Chronological, when I taught it was when I cleaned closets. Earlier decades we had children in three different schools and grades and never had 100% free at the same time. In childhood, I had Good Friday and Easter Monday and then onward to Memorial Day. Now, advertisements are where to go and even my LFL children talk of long plane rides to exotic places. Except for one summer after I was in the 10th grade ,( may have told once and will repeat if sufficient requests come in) all of our trips had destinations to Baton Rouge or New Orleans for seasonal shopping or to Shreveport for family visiting.

However, two destinations occurred more than once a year over a period of time and counted as “getting out of town” excursions. In one way both were the same type of trip involving river camps, yet slight differences set them apart. Let’s start with Tangipahoa River camp which belonged to our next door neighbor over the hedge. It was a women’s and children’s trip whenever the weather was more than the adults could stand. Participants were two middle aged women in tennis shoes, a teen-age girl, myself, and a slightly younger boy. A dirt back road enabled us to drive to the location at the river. The useful room the cabin was a long screen porch for sitting, looking, eating, playing games, and avoiding mosquitoes. The older girl painted her toe nails and worked on a tan. The boy and I were compatible enough to try to coax out craydads from their chimneys before either fishing from the dock or swimming to cool off.

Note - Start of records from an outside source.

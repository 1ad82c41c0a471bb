//! Server configuration.
//!
//! Options come from the command line and, optionally, from a redis.conf style
//! file given as the single positional argument. File directives are applied
//! first so command-line flags override them.

use std::{ffi::OsString, path::PathBuf, time::Duration};

use clap::Parser;
use thiserror::Error;

pub const DEFAULT_PORT: u16 = 6379;
pub const DEFAULT_DATABASES: usize = 16;
pub const DEFAULT_BACKLOG_SIZE: usize = 1024 * 1024;

#[derive(Error, Debug)]
pub enum ConfigError {
    #[error(transparent)]
    Cli(#[from] clap::Error),
    #[error("cannot read config file {0}: {1}")]
    ReadConfigFile(String, std::io::Error),
    #[error("invalid directive at line {0} of the config file")]
    InvalidDirective(usize),
    #[error("replicaof expects '<host> <port>', got '{0}'")]
    InvalidReplicaOf(String),
    #[error("databases must be at least 1")]
    InvalidDatabases,
}

#[derive(Parser, Debug, Clone)]
#[command(name = "regis", version, about = "In-memory key-value server", long_about = None)]
#[command(args_override_self = true)]
pub struct Config {
    /// Optional configuration file with one `directive value` per line
    #[arg(value_name = "CONFIG_FILE")]
    pub config_file: Option<PathBuf>,

    #[arg(long, default_value = "127.0.0.1")]
    pub bind: String,

    #[arg(long, default_value_t = DEFAULT_PORT)]
    pub port: u16,

    /// Number of logical databases
    #[arg(long, default_value_t = DEFAULT_DATABASES)]
    pub databases: usize,

    /// Directory the snapshot file lives in
    #[arg(long, default_value = ".")]
    pub dir: PathBuf,

    #[arg(long, default_value = "dump.rdb")]
    pub dbfilename: String,

    /// Replication backlog size, accepts k/kb/m/mb/g/gb suffixes
    #[arg(long, default_value_t = DEFAULT_BACKLOG_SIZE, value_parser = parse_memory)]
    pub repl_backlog_size: usize,

    /// Seconds without any replica before the backlog is released
    #[arg(long, default_value_t = 3600)]
    pub repl_backlog_ttl: u64,

    /// Seconds of silence after which a replication link is considered dead
    #[arg(long, default_value_t = 60)]
    pub repl_timeout: u64,

    #[arg(long, default_value_t = 10)]
    pub repl_ping_replica_period: u64,

    /// Start as a replica of "<host> <port>"
    #[arg(long, alias = "slaveof")]
    pub replicaof: Option<String>,

    #[arg(long, default_value_t = 10000)]
    pub maxclients: usize,

    /// Shadow keys merged back per drain tick
    #[arg(long, default_value_t = 2)]
    pub drain_batch: usize,

    #[arg(long, default_value_t = 100)]
    pub drain_interval_ms: u64,

    #[arg(long, default_value = "info")]
    pub loglevel: String,
}

impl Default for Config {
    fn default() -> Self {
        Self {
            config_file: None,
            bind: "127.0.0.1".to_string(),
            port: DEFAULT_PORT,
            databases: DEFAULT_DATABASES,
            dir: PathBuf::from("."),
            dbfilename: "dump.rdb".to_string(),
            repl_backlog_size: DEFAULT_BACKLOG_SIZE,
            repl_backlog_ttl: 3600,
            repl_timeout: 60,
            repl_ping_replica_period: 10,
            replicaof: None,
            maxclients: 10000,
            drain_batch: 2,
            drain_interval_ms: 100,
            loglevel: "info".to_string(),
        }
    }
}

impl Config {
    /// Parses the command line, merging in the config file if one is named.
    pub fn load<I, T>(args: I) -> Result<Self, ConfigError>
    where
        I: IntoIterator<Item = T>,
        T: Into<OsString> + Clone,
    {
        let args: Vec<OsString> = args.into_iter().map(Into::into).collect();
        let config = Config::try_parse_from(&args)?;

        let Some(path) = &config.config_file else {
            config.validate()?;
            return Ok(config);
        };

        let contents = std::fs::read_to_string(path)
            .map_err(|e| ConfigError::ReadConfigFile(path.display().to_string(), e))?;

        let mut merged: Vec<OsString> = vec![args
            .first()
            .cloned()
            .unwrap_or_else(|| OsString::from("regis"))];
        merged.extend(directives_to_args(&contents)?);
        merged.extend(args.into_iter().skip(1));

        let config = Config::try_parse_from(merged)?;
        config.validate()?;

        Ok(config)
    }

    fn validate(&self) -> Result<(), ConfigError> {
        if self.databases == 0 {
            return Err(ConfigError::InvalidDatabases);
        }

        self.replica_of()?;
        Ok(())
    }

    pub fn replica_of(&self) -> Result<Option<(String, u16)>, ConfigError> {
        let Some(value) = &self.replicaof else {
            return Ok(None);
        };

        let parts: Vec<&str> = value.split_whitespace().collect();

        match parts.as_slice() {
            [host, port] => port
                .parse::<u16>()
                .map(|port| Some((host.to_string(), port)))
                .map_err(|_| ConfigError::InvalidReplicaOf(value.clone())),
            _ => Err(ConfigError::InvalidReplicaOf(value.clone())),
        }
    }

    pub fn snapshot_path(&self) -> PathBuf {
        self.dir.join(&self.dbfilename)
    }

    pub fn repl_timeout(&self) -> Duration {
        Duration::from_secs(self.repl_timeout)
    }

    pub fn repl_ping_period(&self) -> Duration {
        Duration::from_secs(self.repl_ping_replica_period)
    }

    pub fn repl_backlog_ttl(&self) -> Duration {
        Duration::from_secs(self.repl_backlog_ttl)
    }

    pub fn drain_interval(&self) -> Duration {
        Duration::from_millis(self.drain_interval_ms)
    }
}

fn directives_to_args(contents: &str) -> Result<Vec<OsString>, ConfigError> {
    let mut args = Vec::new();

    for (number, line) in contents.lines().enumerate() {
        let line = line.trim();

        if line.is_empty() || line.starts_with('#') {
            continue;
        }

        let mut parts = line.split_whitespace();
        let Some(directive) = parts.next() else {
            continue;
        };

        let value = parts.collect::<Vec<&str>>().join(" ");

        if value.is_empty() {
            return Err(ConfigError::InvalidDirective(number + 1));
        }

        let directive = match directive.to_lowercase().as_str() {
            "slaveof" => "replicaof".to_string(),
            other => other.to_string(),
        };

        args.push(OsString::from(format!("--{}", directive)));
        args.push(OsString::from(value.trim_matches('"')));
    }

    Ok(args)
}

fn parse_memory(value: &str) -> Result<usize, String> {
    let lower = value.to_lowercase();
    let split = lower
        .find(|c: char| !c.is_ascii_digit())
        .unwrap_or(lower.len());
    let (number, unit) = lower.split_at(split);

    let number = number
        .parse::<usize>()
        .map_err(|_| format!("invalid memory amount '{}'", value))?;

    let multiplier = match unit {
        "" | "b" => 1,
        "k" => 1000,
        "kb" => 1024,
        "m" => 1000 * 1000,
        "mb" => 1024 * 1024,
        "g" => 1000 * 1000 * 1000,
        "gb" => 1024 * 1024 * 1024,
        _ => return Err(format!("invalid memory unit in '{}'", value)),
    };

    Ok(number * multiplier)
}
use crate::{
    commands::{
        command_error::CommandError,
        command_handler::CommandResult,
        command_utils::{encode_strings, parse_integer, write_list},
    },
    executor::{ServerState, Session},
    resp::RespValue,
};

pub struct LpopArguments {
    key: String,
    /// None pops a single element and replies with a bulk string.
    count: Option<usize>,
}

impl LpopArguments {
    pub fn parse(arguments: Vec<String>) -> Result<Self, CommandError> {
        match arguments.as_slice() {
            [key] => Ok(Self {
                key: key.clone(),
                count: None,
            }),
            [key, count] => {
                let count = parse_integer(count)?;

                if count < 0 {
                    return Err(CommandError::Custom(
                        "ERR value is out of range, must be positive".to_string(),
                    ));
                }

                Ok(Self {
                    key: key.clone(),
                    count: Some(count as usize),
                })
            }
            _ => Err(CommandError::WrongNumberOfArguments("lpop".to_string())),
        }
    }
}

/// Handles the LPOP command.
///
/// Removes elements from the head of a list. Without a count the reply is the
/// single element as a bulk string, with one it is an array. A list left empty
/// is deleted.
///
/// # Returns
///
/// * Bulk string, array, or null if the key does not exist
/// * `Err(CommandError::WrongType)` - If the key holds a string
pub fn lpop(
    server: &mut ServerState,
    session: &mut Session,
    arguments: Vec<String>,
) -> Result<CommandResult, CommandError> {
    let lpop_arguments = LpopArguments::parse(arguments)?;
    let partition = server.partition(session.db_index)?;

    let Some(list) = write_list(partition, &lpop_arguments.key)? else {
        return Ok(CommandResult::Response(RespValue::Null.encode()));
    };

    let wanted = lpop_arguments.count.unwrap_or(1).min(list.len());
    let popped: Vec<String> = list.drain(..wanted).collect();

    if list.is_empty() {
        partition.delete(&lpop_arguments.key);
    }

    let reply = match lpop_arguments.count {
        Some(_) => encode_strings(popped),
        None => match popped.into_iter().next() {
            Some(value) => RespValue::BulkString(value).encode(),
            None => RespValue::Null.encode(),
        },
    };

    Ok(CommandResult::Response(reply))
}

The other camp had more regular visits because they occurred when my daddy and uncle decided it was time to go fishing. My uncle owned the cabin on Cane River near Nacogdoches, Louisiana. Again we could drive to the cabin. I’ve already spoken of the porch. The next long room in was for sleeping, five double beds side by side. Aunt and uncle, my parents, my oldest cousin and her husband, her two boys, and then I got the last bed. Night time was conversation til we all drifted off. Heavy snores filled the air along with the squeaky turning of an exercise wheel for one of the boy’s pet hamster. A minimal kitchen and toilet only room closed off the end of the sleeping porch. Stories abound from a year long Canasta game to avoiding snakes to David’s discovering that if we had shrimp for supper, he had to peel his own.

I started this thinking of the places as showing what I had missed. That turned out not to be true. Those places and people involved taught me common events can take on amazing importance. I learned to make activities relate to a place. Water and its vocabulary became foundational to me from head, channel, mouth to the specifics of estuary. Very few Bible stories lack a river from the Garden of Eden to that River of Life we can only imagine. Crossing a river is a metaphor for big steps in life. Ezra has been given permission to return to Judah after an exile. He is hesitant about asking the king who granted permission to also provide a guard for the journey, When the time comes to cross the river and move on, this is what he asks of God.

There, by the Ahava Canal, I proclaimed a fast, so that we might humble ourselves before our God and ask him for a safe journey for us and our children, with all our possessions.